Bardziej chodzi mi o względy techniczne czy wogóle ten silniczek nadaje się do gazu czy nie bedę miał z nim więcej problemów niz pożytku a co za tym idzie również czy wydatki na serwisy nie przewyższą zaoszczedzonych pieniędzy ?
Jestem szczęśliwym posiadaczem wymienionej w tytule Rumunki czyli Sandero 1.2 16v z 2009r. z silnikiem D4F :)
Od dłuższego czasu czytam owe forum i z przyjemnością czerpię wiedzę i spostrzeżenia z poruszanych tematów jednak stało się tak że przekopałem całe forum daciaklub.pl oraz internet i niestety nie mogę na podstawie wypowiedzi podjąć jednoznacznej decyzji...

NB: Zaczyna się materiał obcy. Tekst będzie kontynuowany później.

use lorrylog_core::db::migrations::latest_version;
use lorrylog_core::db::schema::{check_table, USERS};
use lorrylog_core::db::{close_db, open_db, open_db_in_memory, DbError};
use lorrylog_core::{RepoError, SqliteRepairRepository, SqliteUserRepository};
use rusqlite::Connection;

#[test]
fn open_db_in_memory_applies_all_migrations() {
    let conn = open_db_in_memory().unwrap();

    assert_eq!(schema_version(&conn), latest_version());
    assert_table_exists(&conn, "repairs");
    assert_table_exists(&conn, "users");
}

#[test]
fn reopening_file_database_keeps_rows_and_version() {
    let dir = tempfile::tempdir().unwrap();
    let path = dir.path().join("lorry_repair.db");

    let conn = open_db(&path).unwrap();
    conn.execute(
        "INSERT INTO repairs (vehicle_no, part_name, km_reading, repair_date, repair_type)
         VALUES ('TN01AB1234', 'Hub', 10, '2024-01-01', 'Repair');",
        [],
    )
    .unwrap();
    close_db(conn).unwrap();

    let reopened = open_db(&path).unwrap();
    assert_eq!(schema_version(&reopened), latest_version());
    let count: i64 = reopened
        .query_row("SELECT COUNT(*) FROM repairs;", [], |row| row.get(0))
        .unwrap();
    assert_eq!(count, 1);
}

#[test]
fn opening_database_with_newer_schema_version_returns_error() {
    let dir = tempfile::tempdir().unwrap();
    let path = dir.path().join("future.db");

    let conn = Connection::open(&path).unwrap();
    conn.execute_batch("PRAGMA user_version = 999;").unwrap();
    drop(conn);

    let err = open_db(&path).unwrap_err();
    match err {
        DbError::UnsupportedSchemaVersion {
            db_version,
            latest_supported,
        } => {
            assert_eq!(db_version, 999);
            assert_eq!(latest_supported, latest_version());
        }
        other => panic!("unexpected error: {other}"),
    }
}

#[test]
fn recorded_version_without_tables_is_rejected_on_open() {
    let dir = tempfile::tempdir().unwrap();
    let path = dir.path().join("hollow.db");

    let conn = Connection::open(&path).unwrap();
    conn.execute_batch(&format!("PRAGMA user_version = {};", latest_version()))
        .unwrap();
    drop(conn);

    let err = open_db(&path).unwrap_err();
    assert!(matches!(err, DbError::MissingTable("repairs")), "{err}");
}

#[test]
fn version_one_database_gains_users_table_and_keeps_repairs() {
    let dir = tempfile::tempdir().unwrap();
    let path = dir.path().join("v1.db");

    let conn = Connection::open(&path).unwrap();
    conn.execute_batch(
        "CREATE TABLE repairs (
            id INTEGER PRIMARY KEY AUTOINCREMENT,
            vehicle_no TEXT NOT NULL,
            part_name TEXT NOT NULL,
            km_reading INTEGER NOT NULL,
            repair_date TEXT NOT NULL,
            repair_type TEXT NOT NULL
        );
        INSERT INTO repairs (vehicle_no, part_name, km_reading, repair_date, repair_type)
        VALUES ('KA05XY9999', 'Gearbox', 52000, '2023-11-02', 'Replacement');
        PRAGMA user_version = 1;",
    )
    .unwrap();
    drop(conn);

    let upgraded = open_db(&path).unwrap();
    assert_eq!(schema_version(&upgraded), latest_version());
    assert_table_exists(&upgraded, "users");
    let count: i64 = upgraded
        .query_row("SELECT COUNT(*) FROM repairs;", [], |row| row.get(0))
        .unwrap();
    assert_eq!(count, 1);
}

#[test]
fn table_missing_a_column_is_reported_by_name() {
    let conn = Connection::open_in_memory().unwrap();
    conn.execute_batch("CREATE TABLE users (id INTEGER PRIMARY KEY, phone_number TEXT);")
        .unwrap();

    let err = check_table(&conn, &USERS).unwrap_err();
    assert!(matches!(
        err,
        DbError::MissingColumn {
            table: "users",
            column: "password_hash"
        }
    ));
}

#[test]
fn repositories_refuse_unmigrated_connections() {
    let conn = Connection::open_in_memory().unwrap();

    let repair_err = SqliteRepairRepository::try_new(&conn)
        .err()
        .expect("repairs table is missing");
    assert!(matches!(repair_err, RepoError::MissingRequiredTable("repairs")));

    let user_err = SqliteUserRepository::try_new(&conn)
        .err()
        .expect("users table is missing");
    assert!(matches!(user_err, RepoError::MissingRequiredTable("users")));
}

fn schema_version(conn: &Connection) -> u32 {
    conn.query_row("PRAGMA user_version;", [], |row| row.get(0))
        .unwrap()
}

fn assert_table_exists(conn: &Connection, table_name: &str) {
    let exists: i64 = conn
        .query_row(
            "SELECT EXISTS(
                SELECT 1
                FROM sqlite_master
                WHERE type = 'table' AND name = ?1
            );",
            [table_name],
            |row| row.get(0),
        )
        .unwrap();
    assert_eq!(exists, 1, "table {table_name} does not exist");
}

Otóż jak każdy widzi zmiany ceny benzyny nie powodują uśmiechu na twarzy wielu z nas... pomyślałem więc że warto by było zaoszczędzić trochę gotówki na szczytniejsze cele kosztem zainstalowania instalacji gazowej…
W wielu tematach przeczytałem iż po wykonaniu takowej instalacji w bliźniaczych modelach silników w Clio oraz innych Renault (D4F) występują problemy z regulacją zaworów itp. Niektórzy chwalą sobie gaz a inni radzą wręcz wyrzucić instalację. Zdania są naprawdę podzielone i tak naprawdę powodują zamieszanie w mojej głowie.
Proszę was drodzy klubowicze o pomoc w podjęciu decyzji czy ten silnik nadaje się do „zagazowania” i jeżeli tak to polecenia jakiejś konkretnej instalacji.